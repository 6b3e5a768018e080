//! Vote state machine: one vote per user and post, which can be cast, flipped and retracted.
//!
//! | Current   | Cast    | Action  | Next      |
//! |-----------|---------|---------|-----------|
//! | NoVote    | up      | create  | Upvoted   |
//! | NoVote    | down    | create  | Downvoted |
//! | Upvoted   | up      | retract | NoVote    |
//! | Upvoted   | down    | flip    | Downvoted |
//! | Downvoted | down    | retract | NoVote    |
//! | Downvoted | up      | flip    | Upvoted   |
//!
//! The current state is read via the deterministic [`VoteId`](crate::model::VoteId) of the pair.
//! Creation only succeeds if no vote exists yet and flipping only if one still exists, so two
//! concurrent casts never produce a second vote item. A cast that loses such a race re-reads the
//! state and plans again.

use crate::error::{ErrorKind, is_kind};
use crate::forum_bail;
use crate::model::Vote;
use crate::resolver::Resolvers;
use serde::Serialize;

/// Number of read-plan-write rounds before a cast gives up.
pub const MAX_CAST_ATTEMPTS: usize = 3;

#[derive(Clone, Copy, Debug, PartialEq, Eq, Serialize)]
#[serde(rename_all = "snake_case")]
pub enum VoteState {
    NoVote,
    Upvoted,
    Downvoted,
}

impl VoteState {
    pub fn of(vote: Option<&Vote>) -> Self {
        match vote {
            None => VoteState::NoVote,
            Some(vote) if vote.upvote => VoteState::Upvoted,
            Some(_) => VoteState::Downvoted,
        }
    }
}

/// The write needed to get from one state to the next.
#[derive(Clone, Copy, Debug, PartialEq, Eq)]
pub enum Transition {
    Create { upvote: bool },
    Flip { upvote: bool },
    Retract,
}

impl Transition {
    pub fn target(self) -> VoteState {
        match self {
            Transition::Create { upvote } | Transition::Flip { upvote } if upvote => {
                VoteState::Upvoted
            }
            Transition::Create { .. } | Transition::Flip { .. } => VoteState::Downvoted,
            Transition::Retract => VoteState::NoVote,
        }
    }
}

/// Determines the transition for casting `upvote` in the given state.
pub fn plan(current: VoteState, upvote: bool) -> Transition {
    match (current, upvote) {
        (VoteState::NoVote, upvote) => Transition::Create { upvote },
        (VoteState::Upvoted, true) | (VoteState::Downvoted, false) => Transition::Retract,
        (VoteState::Upvoted, false) | (VoteState::Downvoted, true) => Transition::Flip { upvote },
    }
}

/// Result of a cast.
#[derive(Clone, Debug, PartialEq, Serialize)]
pub struct CastOutcome {
    pub previous: VoteState,
    pub current: VoteState,
    /// The vote after the cast, absent if it was retracted.
    pub vote: Option<Vote>,
}

/// Casts a vote of the user on the post, applying the transition table.
#[tracing::instrument(level = "debug", skip(resolvers), err(Display))]
pub async fn cast(
    resolvers: &Resolvers,
    username: &str,
    post_id: &str,
    upvote: bool,
) -> anyhow::Result<CastOutcome> {
    for attempt in 1..=MAX_CAST_ATTEMPTS {
        let existing = resolvers.find_vote(username, post_id).await?;
        let previous = VoteState::of(existing.as_ref());
        let transition = plan(previous, upvote);

        let result = match (&existing, transition) {
            (Some(vote), Transition::Flip { upvote }) => {
                resolvers.update_vote(&vote.id, upvote).await.map(Some)
            }
            (Some(vote), Transition::Retract) => {
                resolvers.delete_vote(&vote.id).await.map(|_| None)
            }
            _ => resolvers
                .add_vote(username, post_id, upvote)
                .await
                .map(Some),
        };

        match result {
            Ok(vote) => {
                return Ok(CastOutcome {
                    previous,
                    current: transition.target(),
                    vote,
                });
            }
            Err(err)
                if is_kind(&err, ErrorKind::ConditionFailed)
                    || (is_kind(&err, ErrorKind::NotFound)
                        && matches!(transition, Transition::Flip { .. })) =>
            {
                tracing::debug!(
                    attempt,
                    "Vote of '{}' on '{}' changed concurrently: {:#}",
                    username,
                    post_id,
                    err
                );
            }
            Err(err) => return Err(err),
        }
    }

    forum_bail!(
        ErrorKind::ConditionFailed,
        "Vote of '{}' on post '{}' kept changing concurrently",
        username,
        post_id
    );
}

/// Summary of the votes of a post.
#[derive(Clone, Copy, Debug, Default, PartialEq, Eq, Serialize)]
pub struct VoteTally {
    pub upvotes: usize,
    pub downvotes: usize,
    /// `upvotes - downvotes`
    pub score: i64,
}

pub fn tally(votes: &[Vote]) -> VoteTally {
    let upvotes = votes.iter().filter(|vote| vote.upvote).count();
    let downvotes = votes.len() - upvotes;

    VoteTally {
        upvotes,
        downvotes,
        score: upvotes as i64 - downvotes as i64,
    }
}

--- --- ---

HOW TO COMPLETE THIS TASK:
Please give, as a single number with nothing added, the count of lines in the records that contain the word "write".

COMPLETED EXERCISE:
2